## MATERIALS PROVIDED
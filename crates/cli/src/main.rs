mod cmd;
mod output;

use std::path::PathBuf;
use std::process::ExitCode;
use std::time::Duration;

use clap::Parser;
use tracing_subscriber::EnvFilter;

use output::{OutputFormat, print_error};

/// Converge this host to the state declared in a file
#[derive(Parser, Debug)]
#[command(name = "converge")]
#[command(author, version, about, long_about = None)]
pub struct Cli {
  /// Declaration file (.yaml, .yml or .json)
  pub file: PathBuf,

  /// Maximum number of independent resources converging at once
  #[arg(short = 'j', long, default_value_t = 1, value_parser = clap::value_parser!(u16).range(1..))]
  pub concurrency: u16,

  /// Compare only: report what would change without changing anything
  #[arg(long)]
  pub dry_run: bool,

  /// Stop starting new resources after this long (e.g., "90s", "10m")
  #[arg(long, value_parser = humantime::parse_duration)]
  pub timeout: Option<Duration>,

  /// Output format
  #[arg(short = 'o', long, value_enum, default_value = "text")]
  pub output: OutputFormat,

  /// Also write the JSON run report to this path
  #[arg(long)]
  pub report_file: Option<PathBuf>,

  /// Log resource progress and list unchanged resources
  #[arg(short, long)]
  pub verbose: bool,
}

fn init_tracing(verbose: bool) {
  let default = if verbose {
    "warn,converge_lib=info,converge=info"
  } else {
    "warn"
  };
  let filter = EnvFilter::try_from_default_env().unwrap_or_else(|_| EnvFilter::new(default));

  tracing_subscriber::fmt()
    .with_env_filter(filter)
    .with_writer(std::io::stderr)
    .without_time()
    .init();
}

fn main() -> ExitCode {
  let cli = Cli::parse();
  init_tracing(cli.verbose);

  match cmd::cmd_converge(&cli) {
    Ok(code) => code,
    Err(err) => {
      print_error(&format!("{:#}", err));
      ExitCode::from(cmd::EXIT_ERROR)
    }
  }
}
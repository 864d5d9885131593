//! Shared test helpers for CLI integration tests.

use std::path::PathBuf;

use assert_cmd::Command;
use assert_cmd::cargo::cargo_bin_cmd;
use tempfile::TempDir;

/// Get path to a fixture file.
pub fn fixture_path(name: &str) -> PathBuf {
  PathBuf::from(env!("CARGO_MANIFEST_DIR"))
    .join("tests")
    .join("fixtures")
    .join(name)
}

/// Read fixture content.
pub fn fixture_content(name: &str) -> String {
  std::fs::read_to_string(fixture_path(name)).unwrap_or_else(|e| panic!("Failed to load fixture {}: {}", name, e))
}

/// Isolated test environment.
///
/// Each test gets its own temporary directory holding the declaration file,
/// the managed files and the state directory.
pub struct TestEnv {
  pub temp: TempDir,
  pub config_path: PathBuf,
}

impl TestEnv {
  /// Create from a fixture file.
  ///
  /// Copies the fixture to `site.yaml` with `{dir}` replaced by the managed
  /// directory.
  pub fn from_fixture(name: &str) -> Self {
    let env = Self::empty();
    let content = fixture_content(name).replace("{dir}", &env.managed_dir());
    std::fs::write(&env.config_path, content).unwrap();
    env
  }

  /// Create an environment without a declaration file.
  pub fn empty() -> Self {
    let temp = TempDir::new().unwrap();
    let config_path = temp.path().join("site.yaml");
    let env = Self { temp, config_path };
    std::fs::create_dir_all(env.managed_path("")).unwrap();
    env
  }

  /// Directory the declarations manage, with forward slashes.
  pub fn managed_dir(&self) -> String {
    self.temp.path().join("managed").to_string_lossy().replace('\\', "/")
  }

  pub fn managed_path(&self, relative: &str) -> PathBuf {
    self.temp.path().join("managed").join(relative)
  }

  pub fn read_managed(&self, relative: &str) -> String {
    std::fs::read_to_string(self.managed_path(relative)).unwrap()
  }

  /// State directory (isolated per test).
  pub fn state_path(&self) -> PathBuf {
    self.temp.path().join("state")
  }

  /// Get a pre-configured Command for the converge binary.
  ///
  /// Points `CONVERGE_STATE_DIR` at the isolated state path and disables
  /// colored output.
  pub fn converge_cmd(&self) -> Command {
    let mut cmd: Command = cargo_bin_cmd!("converge");
    cmd.env("CONVERGE_STATE_DIR", self.state_path());
    cmd.env("NO_COLOR", "1");
    cmd
  }
}
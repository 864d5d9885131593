//! Run reports.
//!
//! A [`RunReport`] lists every catalog resource exactly once, in convergence
//! order, with its terminal [`Outcome`]. It serializes to JSON for automation
//! and is persisted as the last run's report in the state directory.

use std::fmt;
use std::fs;
use std::io;
use std::path::Path;
use std::time::Duration;

use serde::{Deserialize, Deserializer, Serialize, Serializer};

use crate::resource::ResourceId;

/// Terminal state of one resource.
#[derive(Debug, Clone, Copy, PartialEq, Eq, Hash, Serialize, Deserialize)]
#[serde(rename_all = "lowercase")]
pub enum Outcome {
  /// Already in sync; no side effect.
  Unchanged,
  /// Applied or refreshed (or would be, in a dry run).
  Changed,
  /// A provider call failed.
  Failed,
  /// Not attempted: an upstream failed or was skipped, or the run timed out.
  Skipped,
}

impl fmt::Display for Outcome {
  fn fmt(&self, f: &mut fmt::Formatter<'_>) -> fmt::Result {
    let name = match self {
      Outcome::Unchanged => "unchanged",
      Outcome::Changed => "changed",
      Outcome::Failed => "failed",
      Outcome::Skipped => "skipped",
    };
    f.write_str(name)
  }
}

mod duration_secs {
  use super::*;

  pub fn serialize<S: Serializer>(duration: &Duration, serializer: S) -> Result<S::Ok, S::Error> {
    serializer.serialize_f64(duration.as_secs_f64())
  }

  pub fn deserialize<'de, D: Deserializer<'de>>(deserializer: D) -> Result<Duration, D::Error> {
    let secs = f64::deserialize(deserializer)?;
    Duration::try_from_secs_f64(secs).map_err(serde::de::Error::custom)
  }
}

/// One resource's line in the report.
#[derive(Debug, Clone, PartialEq, Serialize, Deserialize)]
pub struct ReportEntry {
  pub resource_id: ResourceId,
  pub outcome: Outcome,
  pub detail: String,
  /// Time spent in provider calls, in seconds.
  #[serde(with = "duration_secs")]
  pub duration: Duration,
}

impl ReportEntry {
  pub fn new(resource_id: ResourceId, outcome: Outcome, detail: impl Into<String>, duration: Duration) -> Self {
    Self {
      resource_id,
      outcome,
      detail: detail.into(),
      duration,
    }
  }
}

/// Count of entries per outcome.
#[derive(Debug, Clone, Copy, Default, PartialEq, Eq, Serialize, Deserialize)]
pub struct Summary {
  pub total: usize,
  pub unchanged: usize,
  pub changed: usize,
  pub failed: usize,
  pub skipped: usize,
}

impl Summary {
  fn of(entries: &[ReportEntry]) -> Self {
    let mut summary = Summary {
      total: entries.len(),
      ..Summary::default()
    };
    for entry in entries {
      match entry.outcome {
        Outcome::Unchanged => summary.unchanged += 1,
        Outcome::Changed => summary.changed += 1,
        Outcome::Failed => summary.failed += 1,
        Outcome::Skipped => summary.skipped += 1,
      }
    }
    summary
  }
}

/// Outcome of a whole convergence run.
#[derive(Debug, Clone, PartialEq, Serialize, Deserialize)]
pub struct RunReport {
  pub dry_run: bool,
  #[serde(with = "duration_secs")]
  pub duration: Duration,
  pub summary: Summary,
  pub entries: Vec<ReportEntry>,
}

impl RunReport {
  pub fn new(entries: Vec<ReportEntry>, dry_run: bool, duration: Duration) -> Self {
    Self {
      dry_run,
      duration,
      summary: Summary::of(&entries),
      entries,
    }
  }

  /// A report for a run that converged nothing.
  pub fn empty() -> Self {
    Self::new(Vec::new(), false, Duration::ZERO)
  }

  /// True when no resource failed.
  pub fn is_success(&self) -> bool {
    self.summary.failed == 0
  }

  /// Process exit status: 0 when no resource failed, 1 otherwise.
  pub fn exit_code(&self) -> i32 {
    if self.is_success() { 0 } else { 1 }
  }

  pub fn entry(&self, id: &ResourceId) -> Option<&ReportEntry> {
    self.entries.iter().find(|e| &e.resource_id == id)
  }

  pub fn outcome(&self, id: &ResourceId) -> Option<Outcome> {
    self.entry(id).map(|e| e.outcome)
  }

  pub fn to_json(&self) -> serde_json::Result<String> {
    serde_json::to_string_pretty(self)
  }

  /// Write the report as JSON, creating parent directories.
  pub fn save(&self, path: &Path) -> io::Result<()> {
    if let Some(parent) = path.parent() {
      fs::create_dir_all(parent)?;
    }
    let json = self.to_json().map_err(io::Error::other)?;
    fs::write(path, json)
  }

  pub fn load(path: &Path) -> io::Result<Self> {
    let contents = fs::read_to_string(path)?;
    serde_json::from_str(&contents).map_err(io::Error::other)
  }
}
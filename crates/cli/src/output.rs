//! CLI output formatting utilities.
//!
//! Provides consistent formatting for terminal output including colored status
//! messages, per-resource outcome lines and human-readable durations.

use std::time::Duration;

use anyhow::Context;
use clap::ValueEnum;
use owo_colors::{OwoColorize, Stream};

use converge_lib::Outcome;

#[derive(Debug, Clone, Copy, Default, ValueEnum)]
pub enum OutputFormat {
  #[default]
  Text,
  Json,
}

impl OutputFormat {
  pub fn is_json(self) -> bool {
    matches!(self, OutputFormat::Json)
  }
}

pub mod symbols {
  pub const SUCCESS: &str = "✓";
  pub const ERROR: &str = "✗";
  pub const WARNING: &str = "⚠";
  pub const INFO: &str = "•";
  pub const MODIFY: &str = "~";
  pub const SKIP: &str = "-";
}

pub fn format_duration(duration: Duration) -> String {
  let secs = duration.as_secs();
  let millis = duration.subsec_millis();

  if secs >= 60 {
    let mins = secs / 60;
    let remaining_secs = secs % 60;
    format!("{}m {}s", mins, remaining_secs)
  } else if secs > 0 {
    format!("{}.{:02}s", secs, millis / 10)
  } else {
    format!("{}ms", millis)
  }
}

pub fn outcome_symbol(outcome: Outcome) -> &'static str {
  match outcome {
    Outcome::Unchanged => symbols::INFO,
    Outcome::Changed => symbols::MODIFY,
    Outcome::Failed => symbols::ERROR,
    Outcome::Skipped => symbols::SKIP,
  }
}

/// One resource line: symbol, id, detail.
pub fn print_outcome(outcome: Outcome, resource: &str, detail: &str) {
  let symbol = outcome_symbol(outcome);
  let symbol = match outcome {
    Outcome::Unchanged => symbol.if_supports_color(Stream::Stdout, |s| s.dimmed()).to_string(),
    Outcome::Changed => symbol.if_supports_color(Stream::Stdout, |s| s.yellow()).to_string(),
    Outcome::Failed => symbol.if_supports_color(Stream::Stdout, |s| s.red()).to_string(),
    Outcome::Skipped => symbol.if_supports_color(Stream::Stdout, |s| s.magenta()).to_string(),
  };

  println!(
    "  {} {} {}",
    symbol,
    resource,
    detail.if_supports_color(Stream::Stdout, |s| s.dimmed())
  );
}

pub fn print_success(message: &str) {
  println!(
    "{} {}",
    symbols::SUCCESS.if_supports_color(Stream::Stdout, |s| s.green()),
    message
  );
}

pub fn print_error(message: &str) {
  eprintln!(
    "{} {}",
    symbols::ERROR.if_supports_color(Stream::Stderr, |s| s.red()),
    message.if_supports_color(Stream::Stderr, |s| s.red())
  );
}

pub fn print_warning(message: &str) {
  eprintln!(
    "{} {}",
    symbols::WARNING.if_supports_color(Stream::Stderr, |s| s.yellow()),
    message.if_supports_color(Stream::Stderr, |s| s.yellow())
  );
}

pub fn print_stat(label: &str, value: &str) {
  println!(
    "  {}: {}",
    label.if_supports_color(Stream::Stdout, |s| s.dimmed()),
    value
  );
}

pub fn print_json<T: serde::Serialize>(value: &T) -> anyhow::Result<()> {
  let json = serde_json::to_string_pretty(value).context("Failed to serialize to JSON")?;
  println!("{}", json);
  Ok(())
}
//! Shell commands with guards.
//!
//! Attributes:
//! - `command` (required): script run through the platform shell
//! - `creates`: path; the command is considered done once it exists
//! - `unless`: guard script; skip the command when it exits 0
//! - `onlyif`: guard script; run the command only when it exits 0
//! - `refreshonly`: run only when refreshed by a `notify`/`subscribe` upstream
//! - `cwd`: working directory for the command and its guards

use std::path::Path;
use std::sync::Arc;

use tracing::info;

use super::{ApplyOutcome, AttributeSchema, CommandRunner, CommandSpec, Provider, ProviderError, State};
use crate::resource::{Resource, ValueKind};

pub struct ExecProvider {
  runner: Arc<dyn CommandRunner>,
  schema: AttributeSchema,
}

impl ExecProvider {
  pub fn new(runner: Arc<dyn CommandRunner>) -> Self {
    Self {
      runner,
      schema: AttributeSchema::new()
        .required("command", ValueKind::String)
        .optional("creates", ValueKind::String)
        .optional("unless", ValueKind::String)
        .optional("onlyif", ValueKind::String)
        .optional("refreshonly", ValueKind::Bool)
        .optional("cwd", ValueKind::String),
    }
  }

  fn shell(resource: &Resource, script: &str) -> CommandSpec {
    let spec = CommandSpec::shell(script);
    match resource.attr_str("cwd") {
      Some(cwd) => spec.cwd(cwd),
      None => spec,
    }
  }

  /// Run a guard script, returning whether it exited 0.
  fn guard(&self, resource: &Resource, script: &str) -> Result<bool, ProviderError> {
    Ok(self.runner.run(&Self::shell(resource, script))?.is_success())
  }

  fn run_command(&self, resource: &Resource) -> Result<(), ProviderError> {
    let command = resource
      .attr_str("command")
      .ok_or_else(|| ProviderError::Invalid(format!("{} has no command", resource.id)))?;

    info!(resource = %resource.id, command, "running exec");
    self.runner.run_checked(&Self::shell(resource, command))?;
    Ok(())
  }
}

impl Provider for ExecProvider {
  fn schema(&self) -> &AttributeSchema {
    &self.schema
  }

  fn read_current_state(&self, resource: &Resource) -> Result<State, ProviderError> {
    let mut state = State::present();

    if let Some(creates) = resource.attr_str("creates") {
      state = state.with("creates_exists", Path::new(creates).exists());
    }
    if let Some(unless) = resource.attr_str("unless") {
      state = state.with("unless_passed", self.guard(resource, unless)?);
    }
    if let Some(onlyif) = resource.attr_str("onlyif") {
      state = state.with("onlyif_passed", self.guard(resource, onlyif)?);
    }

    Ok(state)
  }

  fn is_in_sync(&self, resource: &Resource, state: &State) -> bool {
    resource.attr_bool("refreshonly") == Some(true)
      || state.get_bool("creates_exists") == Some(true)
      || state.get_bool("unless_passed") == Some(true)
      || state.get_bool("onlyif_passed") == Some(false)
  }

  fn apply(&self, resource: &Resource) -> Result<ApplyOutcome, ProviderError> {
    self.run_command(resource)?;
    Ok(ApplyOutcome::new("executed"))
  }

  fn refresh(&self, resource: &Resource) -> Result<bool, ProviderError> {
    if resource.attr_bool("refreshonly") != Some(true) {
      return Ok(false);
    }

    // Guards still apply to refresh-triggered runs
    let state = self.read_current_state(resource)?;
    if state.get_bool("creates_exists") == Some(true)
      || state.get_bool("unless_passed") == Some(true)
      || state.get_bool("onlyif_passed") == Some(false)
    {
      return Ok(false);
    }

    self.run_command(resource)?;
    Ok(true)
  }
}
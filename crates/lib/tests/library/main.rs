mod common;
mod convergence_tests;
mod declaration_tests;
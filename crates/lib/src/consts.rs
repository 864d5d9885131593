/// Application name used for state directories and lock metadata.
pub const APP_NAME: &str = "converge";

/// Environment variable overriding the state directory.
pub const STATE_DIR_ENV: &str = "CONVERGE_STATE_DIR";

/// File name of the persisted report from the most recent run.
pub const LAST_REPORT_FILENAME: &str = "last-run.json";

/// Detail recorded for resources that never started because the run deadline passed.
pub const TIMEOUT_DETAIL: &str = "run timeout exceeded";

## WORK TO BE COMPLETED
Please write out, exactly as they appear above, only the lines in the stretch from the line with "pub fn outcome_symbol(outcome: Outcome)" through the line with "resource: &str, detail: &str)".

## TASK RESULT
pub fn outcome_symbol(outcome: Outcome) -> &'static str {
  match outcome {
    Outcome::Unchanged => symbols::INFO,
    Outcome::Changed => symbols::MODIFY,
    Outcome::Failed => symbols::ERROR,
    Outcome::Skipped => symbols::SKIP,
  }
}

/// One resource line: symbol, id, detail.
pub fn print_outcome(outcome: Outcome, resource: &str, detail: &str) {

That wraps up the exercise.